* [LISTED RECORDS]:
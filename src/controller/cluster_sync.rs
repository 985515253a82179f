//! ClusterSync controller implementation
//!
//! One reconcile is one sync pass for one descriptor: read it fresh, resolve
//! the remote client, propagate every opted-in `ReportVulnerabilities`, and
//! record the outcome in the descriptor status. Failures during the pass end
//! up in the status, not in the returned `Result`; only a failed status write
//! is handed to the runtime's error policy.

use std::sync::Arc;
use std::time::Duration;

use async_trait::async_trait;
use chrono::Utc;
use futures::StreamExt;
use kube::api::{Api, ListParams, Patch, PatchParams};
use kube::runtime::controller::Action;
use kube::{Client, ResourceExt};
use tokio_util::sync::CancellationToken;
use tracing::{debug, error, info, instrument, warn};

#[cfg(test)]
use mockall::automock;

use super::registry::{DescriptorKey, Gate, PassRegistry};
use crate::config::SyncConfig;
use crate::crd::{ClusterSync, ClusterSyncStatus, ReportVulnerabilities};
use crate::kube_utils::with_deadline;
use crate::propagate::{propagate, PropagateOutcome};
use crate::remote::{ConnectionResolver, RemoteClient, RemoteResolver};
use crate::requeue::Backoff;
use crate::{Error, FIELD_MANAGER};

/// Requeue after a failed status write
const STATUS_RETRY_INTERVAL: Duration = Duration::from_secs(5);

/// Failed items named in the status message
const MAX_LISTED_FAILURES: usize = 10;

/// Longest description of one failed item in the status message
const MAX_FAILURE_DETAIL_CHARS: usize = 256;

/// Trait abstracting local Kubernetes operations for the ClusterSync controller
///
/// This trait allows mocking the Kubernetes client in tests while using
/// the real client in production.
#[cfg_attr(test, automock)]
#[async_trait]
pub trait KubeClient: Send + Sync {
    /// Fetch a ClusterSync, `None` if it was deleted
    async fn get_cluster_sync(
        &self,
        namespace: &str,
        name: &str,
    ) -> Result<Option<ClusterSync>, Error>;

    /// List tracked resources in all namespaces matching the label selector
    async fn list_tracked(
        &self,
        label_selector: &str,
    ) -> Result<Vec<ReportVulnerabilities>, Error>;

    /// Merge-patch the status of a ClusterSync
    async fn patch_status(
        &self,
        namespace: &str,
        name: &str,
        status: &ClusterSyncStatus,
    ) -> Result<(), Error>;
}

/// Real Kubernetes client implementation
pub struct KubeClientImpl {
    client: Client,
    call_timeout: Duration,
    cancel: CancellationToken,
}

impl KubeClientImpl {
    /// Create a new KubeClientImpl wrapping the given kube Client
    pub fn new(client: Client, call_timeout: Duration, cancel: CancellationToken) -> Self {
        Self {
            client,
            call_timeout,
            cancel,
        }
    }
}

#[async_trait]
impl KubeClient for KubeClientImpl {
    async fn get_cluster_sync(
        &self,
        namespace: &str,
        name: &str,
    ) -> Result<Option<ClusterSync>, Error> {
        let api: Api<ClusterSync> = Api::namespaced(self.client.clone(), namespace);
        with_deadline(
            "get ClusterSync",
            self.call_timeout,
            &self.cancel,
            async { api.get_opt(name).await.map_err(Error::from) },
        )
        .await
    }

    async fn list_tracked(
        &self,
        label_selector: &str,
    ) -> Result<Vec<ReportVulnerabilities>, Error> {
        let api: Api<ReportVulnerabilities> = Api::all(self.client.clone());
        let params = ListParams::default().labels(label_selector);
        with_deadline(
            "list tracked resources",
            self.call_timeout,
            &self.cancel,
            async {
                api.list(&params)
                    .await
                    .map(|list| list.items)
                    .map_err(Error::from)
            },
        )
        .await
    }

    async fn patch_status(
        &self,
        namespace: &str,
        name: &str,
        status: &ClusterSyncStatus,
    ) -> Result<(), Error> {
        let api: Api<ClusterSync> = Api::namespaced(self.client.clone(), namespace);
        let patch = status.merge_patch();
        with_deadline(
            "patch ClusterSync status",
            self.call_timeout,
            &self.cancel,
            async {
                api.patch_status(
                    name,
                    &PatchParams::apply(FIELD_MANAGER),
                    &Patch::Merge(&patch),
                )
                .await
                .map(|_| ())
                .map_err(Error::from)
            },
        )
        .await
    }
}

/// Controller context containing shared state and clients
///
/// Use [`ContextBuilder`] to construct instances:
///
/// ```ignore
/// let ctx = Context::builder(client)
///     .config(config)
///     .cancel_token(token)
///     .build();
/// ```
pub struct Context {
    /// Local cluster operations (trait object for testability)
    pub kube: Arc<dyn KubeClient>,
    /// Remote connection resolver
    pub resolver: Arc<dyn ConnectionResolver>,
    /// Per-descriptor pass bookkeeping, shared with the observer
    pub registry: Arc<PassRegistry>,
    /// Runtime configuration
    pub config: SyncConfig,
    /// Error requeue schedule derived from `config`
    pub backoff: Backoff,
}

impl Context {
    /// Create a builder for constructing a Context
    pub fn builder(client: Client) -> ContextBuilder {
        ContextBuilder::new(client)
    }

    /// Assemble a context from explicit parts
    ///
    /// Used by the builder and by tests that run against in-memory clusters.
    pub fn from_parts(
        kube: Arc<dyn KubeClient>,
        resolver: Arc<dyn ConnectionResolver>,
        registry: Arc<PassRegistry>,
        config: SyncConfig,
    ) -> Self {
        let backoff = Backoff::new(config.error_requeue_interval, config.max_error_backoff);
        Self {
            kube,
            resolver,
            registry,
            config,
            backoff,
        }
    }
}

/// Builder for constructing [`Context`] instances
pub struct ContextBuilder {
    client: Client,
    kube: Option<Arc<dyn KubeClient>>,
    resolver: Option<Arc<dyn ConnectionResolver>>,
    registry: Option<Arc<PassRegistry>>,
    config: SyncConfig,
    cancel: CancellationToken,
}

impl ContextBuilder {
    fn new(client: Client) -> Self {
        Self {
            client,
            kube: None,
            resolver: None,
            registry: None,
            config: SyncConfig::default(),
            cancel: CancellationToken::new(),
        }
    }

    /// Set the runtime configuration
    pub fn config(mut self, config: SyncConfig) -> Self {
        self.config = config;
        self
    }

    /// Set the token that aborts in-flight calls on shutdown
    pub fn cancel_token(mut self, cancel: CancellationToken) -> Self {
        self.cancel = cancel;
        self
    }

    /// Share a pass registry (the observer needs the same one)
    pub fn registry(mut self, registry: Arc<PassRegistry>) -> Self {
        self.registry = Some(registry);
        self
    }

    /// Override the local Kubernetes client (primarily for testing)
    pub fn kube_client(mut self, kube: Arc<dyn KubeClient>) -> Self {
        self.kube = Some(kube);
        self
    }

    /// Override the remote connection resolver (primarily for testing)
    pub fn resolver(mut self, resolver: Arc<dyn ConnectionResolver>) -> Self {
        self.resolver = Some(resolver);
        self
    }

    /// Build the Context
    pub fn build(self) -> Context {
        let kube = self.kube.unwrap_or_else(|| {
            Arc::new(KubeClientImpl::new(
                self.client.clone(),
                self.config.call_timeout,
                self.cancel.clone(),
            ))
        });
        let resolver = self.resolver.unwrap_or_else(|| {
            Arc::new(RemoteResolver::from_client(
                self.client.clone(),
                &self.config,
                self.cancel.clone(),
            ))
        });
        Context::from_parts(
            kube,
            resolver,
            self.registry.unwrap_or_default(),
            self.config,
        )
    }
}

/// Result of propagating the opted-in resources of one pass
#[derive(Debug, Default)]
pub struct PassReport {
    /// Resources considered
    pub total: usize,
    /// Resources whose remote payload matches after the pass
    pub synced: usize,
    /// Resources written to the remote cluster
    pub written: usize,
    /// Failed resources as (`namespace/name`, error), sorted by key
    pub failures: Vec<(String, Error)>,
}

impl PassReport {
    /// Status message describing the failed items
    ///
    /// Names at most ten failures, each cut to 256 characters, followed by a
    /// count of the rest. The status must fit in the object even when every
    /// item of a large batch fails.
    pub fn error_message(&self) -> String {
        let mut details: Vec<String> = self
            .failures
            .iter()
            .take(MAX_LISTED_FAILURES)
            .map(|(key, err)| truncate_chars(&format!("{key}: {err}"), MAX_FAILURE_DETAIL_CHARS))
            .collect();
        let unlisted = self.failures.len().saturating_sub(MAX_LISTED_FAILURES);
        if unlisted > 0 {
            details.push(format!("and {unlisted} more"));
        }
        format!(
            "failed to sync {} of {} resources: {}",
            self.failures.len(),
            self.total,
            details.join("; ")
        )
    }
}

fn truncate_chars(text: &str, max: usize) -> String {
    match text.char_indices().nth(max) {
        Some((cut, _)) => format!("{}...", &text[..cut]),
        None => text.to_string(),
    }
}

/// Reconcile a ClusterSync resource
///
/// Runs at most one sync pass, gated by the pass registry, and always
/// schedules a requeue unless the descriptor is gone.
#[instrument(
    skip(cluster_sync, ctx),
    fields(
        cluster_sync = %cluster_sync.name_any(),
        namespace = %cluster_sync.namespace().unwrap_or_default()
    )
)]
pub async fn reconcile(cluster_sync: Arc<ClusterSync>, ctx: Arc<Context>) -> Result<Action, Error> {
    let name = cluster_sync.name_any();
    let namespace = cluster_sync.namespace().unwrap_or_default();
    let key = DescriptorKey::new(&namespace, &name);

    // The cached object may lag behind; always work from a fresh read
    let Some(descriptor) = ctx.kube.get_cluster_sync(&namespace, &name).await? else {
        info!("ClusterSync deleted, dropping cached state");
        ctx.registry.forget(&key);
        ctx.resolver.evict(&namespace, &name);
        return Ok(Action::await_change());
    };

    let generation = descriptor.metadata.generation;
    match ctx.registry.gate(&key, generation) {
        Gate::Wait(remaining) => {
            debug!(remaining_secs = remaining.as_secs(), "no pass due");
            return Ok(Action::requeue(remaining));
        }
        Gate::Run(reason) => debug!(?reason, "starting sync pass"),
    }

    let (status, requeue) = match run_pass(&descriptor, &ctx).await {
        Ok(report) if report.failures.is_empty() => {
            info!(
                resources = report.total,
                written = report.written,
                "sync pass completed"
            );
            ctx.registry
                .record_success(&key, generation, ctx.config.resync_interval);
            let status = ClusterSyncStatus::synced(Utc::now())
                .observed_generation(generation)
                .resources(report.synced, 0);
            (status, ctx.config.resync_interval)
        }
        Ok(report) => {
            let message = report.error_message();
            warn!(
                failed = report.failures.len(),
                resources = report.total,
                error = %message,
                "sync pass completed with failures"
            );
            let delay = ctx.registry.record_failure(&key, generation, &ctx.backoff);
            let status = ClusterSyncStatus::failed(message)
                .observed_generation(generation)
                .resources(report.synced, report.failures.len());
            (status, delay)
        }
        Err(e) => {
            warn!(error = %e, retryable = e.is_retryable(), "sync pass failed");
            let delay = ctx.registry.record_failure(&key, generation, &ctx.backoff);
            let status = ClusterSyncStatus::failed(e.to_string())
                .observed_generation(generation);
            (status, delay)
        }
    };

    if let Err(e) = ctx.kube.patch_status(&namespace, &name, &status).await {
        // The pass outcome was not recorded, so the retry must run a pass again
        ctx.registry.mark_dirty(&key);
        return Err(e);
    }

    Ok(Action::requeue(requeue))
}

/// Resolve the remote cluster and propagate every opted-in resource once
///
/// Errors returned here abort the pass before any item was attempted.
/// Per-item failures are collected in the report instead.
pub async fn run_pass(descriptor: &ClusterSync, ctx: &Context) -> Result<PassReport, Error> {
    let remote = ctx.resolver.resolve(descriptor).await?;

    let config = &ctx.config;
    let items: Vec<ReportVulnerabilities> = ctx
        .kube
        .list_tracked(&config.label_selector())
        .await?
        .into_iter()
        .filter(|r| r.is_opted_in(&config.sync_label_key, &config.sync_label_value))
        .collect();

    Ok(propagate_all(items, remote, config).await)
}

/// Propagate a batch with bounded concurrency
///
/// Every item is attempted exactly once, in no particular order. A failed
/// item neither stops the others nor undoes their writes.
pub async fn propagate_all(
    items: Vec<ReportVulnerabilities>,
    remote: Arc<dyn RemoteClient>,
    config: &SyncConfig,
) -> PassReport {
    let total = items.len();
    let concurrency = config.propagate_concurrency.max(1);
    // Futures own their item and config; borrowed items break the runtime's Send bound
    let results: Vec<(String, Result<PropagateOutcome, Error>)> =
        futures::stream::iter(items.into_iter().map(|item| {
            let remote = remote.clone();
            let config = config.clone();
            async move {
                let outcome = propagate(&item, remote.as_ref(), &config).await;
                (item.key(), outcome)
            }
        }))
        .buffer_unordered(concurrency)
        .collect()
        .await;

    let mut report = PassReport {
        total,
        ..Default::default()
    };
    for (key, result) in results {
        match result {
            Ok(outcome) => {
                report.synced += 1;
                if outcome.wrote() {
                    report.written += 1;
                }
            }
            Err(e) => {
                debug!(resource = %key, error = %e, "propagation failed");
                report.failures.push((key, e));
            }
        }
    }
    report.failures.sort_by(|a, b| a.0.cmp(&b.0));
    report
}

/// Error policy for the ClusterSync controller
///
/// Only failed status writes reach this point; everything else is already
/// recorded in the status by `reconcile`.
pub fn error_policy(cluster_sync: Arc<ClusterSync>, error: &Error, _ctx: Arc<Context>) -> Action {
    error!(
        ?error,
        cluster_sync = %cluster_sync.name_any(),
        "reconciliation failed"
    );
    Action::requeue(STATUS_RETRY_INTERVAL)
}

* [AIM OF THE TASK]:
Using the records above, copy all lines that include the word "constructing".

* [YOUR RESPONSE]:
    /// Create a builder for constructing a Context
/// Builder for constructing [`Context`] instances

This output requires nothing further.